### About this task
In your reply, restate all of the records below word for word.

### Source material
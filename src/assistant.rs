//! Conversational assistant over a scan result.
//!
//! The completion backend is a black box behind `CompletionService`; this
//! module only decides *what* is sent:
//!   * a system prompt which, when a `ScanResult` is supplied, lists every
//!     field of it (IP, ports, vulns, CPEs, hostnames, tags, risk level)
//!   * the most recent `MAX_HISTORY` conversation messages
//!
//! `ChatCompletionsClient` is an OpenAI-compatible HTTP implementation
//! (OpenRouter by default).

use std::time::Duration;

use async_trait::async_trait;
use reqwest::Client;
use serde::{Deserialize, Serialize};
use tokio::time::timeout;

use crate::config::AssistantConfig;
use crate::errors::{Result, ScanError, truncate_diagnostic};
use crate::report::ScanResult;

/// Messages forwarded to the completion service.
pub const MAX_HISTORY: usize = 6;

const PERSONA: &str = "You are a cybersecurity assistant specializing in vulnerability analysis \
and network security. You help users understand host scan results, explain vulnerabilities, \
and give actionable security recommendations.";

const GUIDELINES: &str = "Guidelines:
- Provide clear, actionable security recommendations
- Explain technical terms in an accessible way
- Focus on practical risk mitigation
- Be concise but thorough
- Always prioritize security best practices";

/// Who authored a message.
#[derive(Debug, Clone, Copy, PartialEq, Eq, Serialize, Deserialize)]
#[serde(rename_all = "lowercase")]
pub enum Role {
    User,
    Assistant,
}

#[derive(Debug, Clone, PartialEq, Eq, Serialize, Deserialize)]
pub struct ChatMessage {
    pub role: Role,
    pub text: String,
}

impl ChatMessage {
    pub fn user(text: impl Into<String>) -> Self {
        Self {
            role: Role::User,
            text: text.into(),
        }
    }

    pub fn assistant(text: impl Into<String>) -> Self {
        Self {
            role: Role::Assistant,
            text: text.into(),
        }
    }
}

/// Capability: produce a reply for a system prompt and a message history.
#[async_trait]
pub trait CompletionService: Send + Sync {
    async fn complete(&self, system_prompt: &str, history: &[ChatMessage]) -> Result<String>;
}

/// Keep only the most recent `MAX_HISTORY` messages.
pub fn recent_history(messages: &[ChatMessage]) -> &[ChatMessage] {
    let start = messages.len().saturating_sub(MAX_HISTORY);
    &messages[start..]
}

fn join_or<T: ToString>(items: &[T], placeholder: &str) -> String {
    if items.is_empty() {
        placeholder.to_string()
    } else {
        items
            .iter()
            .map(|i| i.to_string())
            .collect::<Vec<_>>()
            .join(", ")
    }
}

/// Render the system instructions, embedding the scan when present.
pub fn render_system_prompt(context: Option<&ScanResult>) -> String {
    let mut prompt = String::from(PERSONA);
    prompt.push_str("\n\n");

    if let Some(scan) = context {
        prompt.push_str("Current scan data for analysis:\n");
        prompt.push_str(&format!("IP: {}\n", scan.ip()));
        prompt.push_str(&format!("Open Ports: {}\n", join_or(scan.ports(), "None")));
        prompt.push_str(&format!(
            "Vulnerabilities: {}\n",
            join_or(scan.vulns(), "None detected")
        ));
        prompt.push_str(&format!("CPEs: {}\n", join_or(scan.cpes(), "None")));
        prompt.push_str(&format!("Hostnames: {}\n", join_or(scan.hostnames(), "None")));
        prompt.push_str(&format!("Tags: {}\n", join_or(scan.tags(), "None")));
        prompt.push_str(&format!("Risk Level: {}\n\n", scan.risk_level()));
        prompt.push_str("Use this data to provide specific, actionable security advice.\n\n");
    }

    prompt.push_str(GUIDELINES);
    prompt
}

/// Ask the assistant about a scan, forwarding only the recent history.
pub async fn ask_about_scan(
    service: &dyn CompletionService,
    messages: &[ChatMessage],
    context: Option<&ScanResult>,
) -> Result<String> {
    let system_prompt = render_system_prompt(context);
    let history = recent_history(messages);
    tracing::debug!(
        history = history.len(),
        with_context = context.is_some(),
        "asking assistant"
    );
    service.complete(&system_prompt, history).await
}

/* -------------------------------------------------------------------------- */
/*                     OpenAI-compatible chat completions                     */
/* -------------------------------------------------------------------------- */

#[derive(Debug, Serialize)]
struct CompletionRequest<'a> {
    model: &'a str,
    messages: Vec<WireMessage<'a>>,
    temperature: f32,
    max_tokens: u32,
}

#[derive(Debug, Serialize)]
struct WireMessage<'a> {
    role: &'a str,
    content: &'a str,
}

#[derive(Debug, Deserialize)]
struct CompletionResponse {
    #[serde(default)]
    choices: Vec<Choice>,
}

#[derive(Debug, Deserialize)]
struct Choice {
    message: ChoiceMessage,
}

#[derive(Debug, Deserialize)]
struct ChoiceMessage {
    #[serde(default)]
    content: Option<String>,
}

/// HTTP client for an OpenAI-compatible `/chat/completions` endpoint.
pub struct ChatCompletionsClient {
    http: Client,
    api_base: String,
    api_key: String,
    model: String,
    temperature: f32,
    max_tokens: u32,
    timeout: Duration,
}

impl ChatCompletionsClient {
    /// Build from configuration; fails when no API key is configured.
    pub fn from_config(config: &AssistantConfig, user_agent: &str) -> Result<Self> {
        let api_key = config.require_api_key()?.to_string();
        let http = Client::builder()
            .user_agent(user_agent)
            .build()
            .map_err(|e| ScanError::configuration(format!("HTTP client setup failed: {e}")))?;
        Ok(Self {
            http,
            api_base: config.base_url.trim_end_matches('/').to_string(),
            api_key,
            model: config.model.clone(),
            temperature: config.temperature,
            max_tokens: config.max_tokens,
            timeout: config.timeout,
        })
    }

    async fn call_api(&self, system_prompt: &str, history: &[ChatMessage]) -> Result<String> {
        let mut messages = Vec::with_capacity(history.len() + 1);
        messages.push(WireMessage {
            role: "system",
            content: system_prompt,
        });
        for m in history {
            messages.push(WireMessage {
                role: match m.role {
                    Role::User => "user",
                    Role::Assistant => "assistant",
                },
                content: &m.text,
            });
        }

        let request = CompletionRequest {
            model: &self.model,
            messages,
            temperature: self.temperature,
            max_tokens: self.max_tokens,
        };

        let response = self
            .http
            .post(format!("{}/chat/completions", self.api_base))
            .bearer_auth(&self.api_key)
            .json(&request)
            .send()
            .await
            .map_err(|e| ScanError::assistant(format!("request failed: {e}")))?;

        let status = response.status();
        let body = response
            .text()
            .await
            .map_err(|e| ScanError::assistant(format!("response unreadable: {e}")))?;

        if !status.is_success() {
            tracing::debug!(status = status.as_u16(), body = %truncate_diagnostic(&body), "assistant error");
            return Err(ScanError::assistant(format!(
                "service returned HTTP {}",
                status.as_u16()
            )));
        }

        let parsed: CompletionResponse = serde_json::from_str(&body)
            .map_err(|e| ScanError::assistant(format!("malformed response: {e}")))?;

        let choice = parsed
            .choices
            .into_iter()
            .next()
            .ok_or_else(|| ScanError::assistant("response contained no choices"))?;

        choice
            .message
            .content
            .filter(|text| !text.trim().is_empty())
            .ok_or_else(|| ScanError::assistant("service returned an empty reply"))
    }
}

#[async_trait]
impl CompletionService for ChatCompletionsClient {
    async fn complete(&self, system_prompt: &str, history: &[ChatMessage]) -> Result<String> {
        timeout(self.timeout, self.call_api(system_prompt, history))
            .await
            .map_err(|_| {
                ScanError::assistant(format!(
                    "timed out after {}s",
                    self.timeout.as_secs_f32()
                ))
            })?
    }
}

### Task result
filename src/assistant.rs
//! Conversational assistant over a scan result.
//!
//! The completion backend is a black box behind `CompletionService`; this
//! module only decides *what* is sent:
//!   * a system prompt which, when a `ScanResult` is supplied, lists every
//!     field of it (IP, ports, vulns, CPEs, hostnames, tags, risk level)
//!   * the most recent `MAX_HISTORY` conversation messages
//!
//! `ChatCompletionsClient` is an OpenAI-compatible HTTP implementation
//! (OpenRouter by default).

use std::time::Duration;

use async_trait::async_trait;
use reqwest::Client;
use serde::{Deserialize, Serialize};
use tokio::time::timeout;

use crate::config::AssistantConfig;
use crate::errors::{Result, ScanError, truncate_diagnostic};
use crate::report::ScanResult;

/// Messages forwarded to the completion service.
pub const MAX_HISTORY: usize = 6;

const PERSONA: &str = "You are a cybersecurity assistant specializing in vulnerability analysis \
and network security. You help users understand host scan results, explain vulnerabilities, \
and give actionable security recommendations.";

const GUIDELINES: &str = "Guidelines:
- Provide clear, actionable security recommendations
- Explain technical terms in an accessible way
- Focus on practical risk mitigation
- Be concise but thorough
- Always prioritize security best practices";

/// Who authored a message.
#[derive(Debug, Clone, Copy, PartialEq, Eq, Serialize, Deserialize)]
#[serde(rename_all = "lowercase")]
pub enum Role {
    User,
    Assistant,
}

#[derive(Debug, Clone, PartialEq, Eq, Serialize, Deserialize)]
pub struct ChatMessage {
    pub role: Role,
    pub text: String,
}

impl ChatMessage {
    pub fn user(text: impl Into<String>) -> Self {
        Self {
            role: Role::User,
            text: text.into(),
        }
    }

    pub fn assistant(text: impl Into<String>) -> Self {
        Self {
            role: Role::Assistant,
            text: text.into(),
        }
    }
}

/// Capability: produce a reply for a system prompt and a message history.
#[async_trait]
pub trait CompletionService: Send + Sync {
    async fn complete(&self, system_prompt: &str, history: &[ChatMessage]) -> Result<String>;
}

/// Keep only the most recent `MAX_HISTORY` messages.
pub fn recent_history(messages: &[ChatMessage]) -> &[ChatMessage] {
    let start = messages.len().saturating_sub(MAX_HISTORY);
    &messages[start..]
}

fn join_or<T: ToString>(items: &[T], placeholder: &str) -> String {
    if items.is_empty() {
        placeholder.to_string()
    } else {
        items
            .iter()
            .map(|i| i.to_string())
            .collect::<Vec<_>>()
            .join(", ")
    }
}

/// Render the system instructions, embedding the scan when present.
pub fn render_system_prompt(context: Option<&ScanResult>) -> String {
    let mut prompt = String::from(PERSONA);
    prompt.push_str("\n\n");

    if let Some(scan) = context {
        prompt.push_str("Current scan data for analysis:\n");
        prompt.push_str(&format!("IP: {}\n", scan.ip()));
        prompt.push_str(&format!("Open Ports: {}\n", join_or(scan.ports(), "None")));
        prompt.push_str(&format!(
            "Vulnerabilities: {}\n",
            join_or(scan.vulns(), "None detected")
        ));
        prompt.push_str(&format!("CPEs: {}\n", join_or(scan.cpes(), "None")));
        prompt.push_str(&format!("Hostnames: {}\n", join_or(scan.hostnames(), "None")));
        prompt.push_str(&format!("Tags: {}\n", join_or(scan.tags(), "None")));
        prompt.push_str(&format!("Risk Level: {}\n\n", scan.risk_level()));
        prompt.push_str("Use this data to provide specific, actionable security advice.\n\n");
    }

    prompt.push_str(GUIDELINES);
    prompt
}

/// Ask the assistant about a scan, forwarding only the recent history.
pub async fn ask_about_scan(
    service: &dyn CompletionService,
    messages: &[ChatMessage],
    context: Option<&ScanResult>,
) -> Result<String> {
    let system_prompt = render_system_prompt(context);
    let history = recent_history(messages);
    tracing::debug!(
        history = history.len(),
        with_context = context.is_some(),
        "asking assistant"
    );
    service.complete(&system_prompt, history).await
}

/* -------------------------------------------------------------------------- */
/*                     OpenAI-compatible chat completions                     */
/* -------------------------------------------------------------------------- */

#[derive(Debug, Serialize)]
struct CompletionRequest<'a> {
    model: &'a str,
    messages: Vec<WireMessage<'a>>,
    temperature: f32,
    max_tokens: u32,
}

#[derive(Debug, Serialize)]
struct WireMessage<'a> {
    role: &'a str,
    content: &'a str,
}

#[derive(Debug, Deserialize)]
struct CompletionResponse {
    #[serde(default)]
    choices: Vec<Choice>,
}

#[derive(Debug, Deserialize)]
struct Choice {
    message: ChoiceMessage,
}

#[derive(Debug, Deserialize)]
struct ChoiceMessage {
    #[serde(default)]
    content: Option<String>,
}

/// HTTP client for an OpenAI-compatible `/chat/completions` endpoint.
pub struct ChatCompletionsClient {
    http: Client,
    api_base: String,
    api_key: String,
    model: String,
    temperature: f32,
    max_tokens: u32,
    timeout: Duration,
}

impl ChatCompletionsClient {
    /// Build from configuration; fails when no API key is configured.
    pub fn from_config(config: &AssistantConfig, user_agent: &str) -> Result<Self> {
        let api_key = config.require_api_key()?.to_string();
        let http = Client::builder()
            .user_agent(user_agent)
            .build()
            .map_err(|e| ScanError::configuration(format!("HTTP client setup failed: {e}")))?;
        Ok(Self {
            http,
            api_base: config.base_url.trim_end_matches('/').to_string(),
            api_key,
            model: config.model.clone(),
            temperature: config.temperature,
            max_tokens: config.max_tokens,
            timeout: config.timeout,
        })
    }

    async fn call_api(&self, system_prompt: &str, history: &[ChatMessage]) -> Result<String> {
        let mut messages = Vec::with_capacity(history.len() + 1);
        messages.push(WireMessage {
            role: "system",
            content: system_prompt,
        });
        for m in history {
            messages.push(WireMessage {
                role: match m.role {
                    Role::User => "user",
                    Role::Assistant => "assistant",
                },
                content: &m.text,
            });
        }

        let request = CompletionRequest {
            model: &self.model,
            messages,
            temperature: self.temperature,
            max_tokens: self.max_tokens,
        };

        let response = self
            .http
            .post(format!("{}/chat/completions", self.api_base))
            .bearer_auth(&self.api_key)
            .json(&request)
            .send()
            .await
            .map_err(|e| ScanError::assistant(format!("request failed: {e}")))?;

        let status = response.status();
        let body = response
            .text()
            .await
            .map_err(|e| ScanError::assistant(format!("response unreadable: {e}")))?;

        if !status.is_success() {
            tracing::debug!(status = status.as_u16(), body = %truncate_diagnostic(&body), "assistant error");
            return Err(ScanError::assistant(format!(
                "service returned HTTP {}",
                status.as_u16()
            )));
        }

        let parsed: CompletionResponse = serde_json::from_str(&body)
            .map_err(|e| ScanError::assistant(format!("malformed response: {e}")))?;

        let choice = parsed
            .choices
            .into_iter()
            .next()
            .ok_or_else(|| ScanError::assistant("response contained no choices"))?;

        choice
            .message
            .content
            .filter(|text| !text.trim().is_empty())
            .ok_or_else(|| ScanError::assistant("service returned an empty reply"))
    }
}

#[async_trait]
impl CompletionService for ChatCompletionsClient {
    async fn complete(&self, system_prompt: &str, history: &[ChatMessage]) -> Result<String> {
        timeout(self.timeout, self.call_api(system_prompt, history))
            .await
            .map_err(|_| {
                ScanError::assistant(format!(
                    "timed out after {}s",
                    self.timeout.as_secs_f32()
                ))
            })?
    }
}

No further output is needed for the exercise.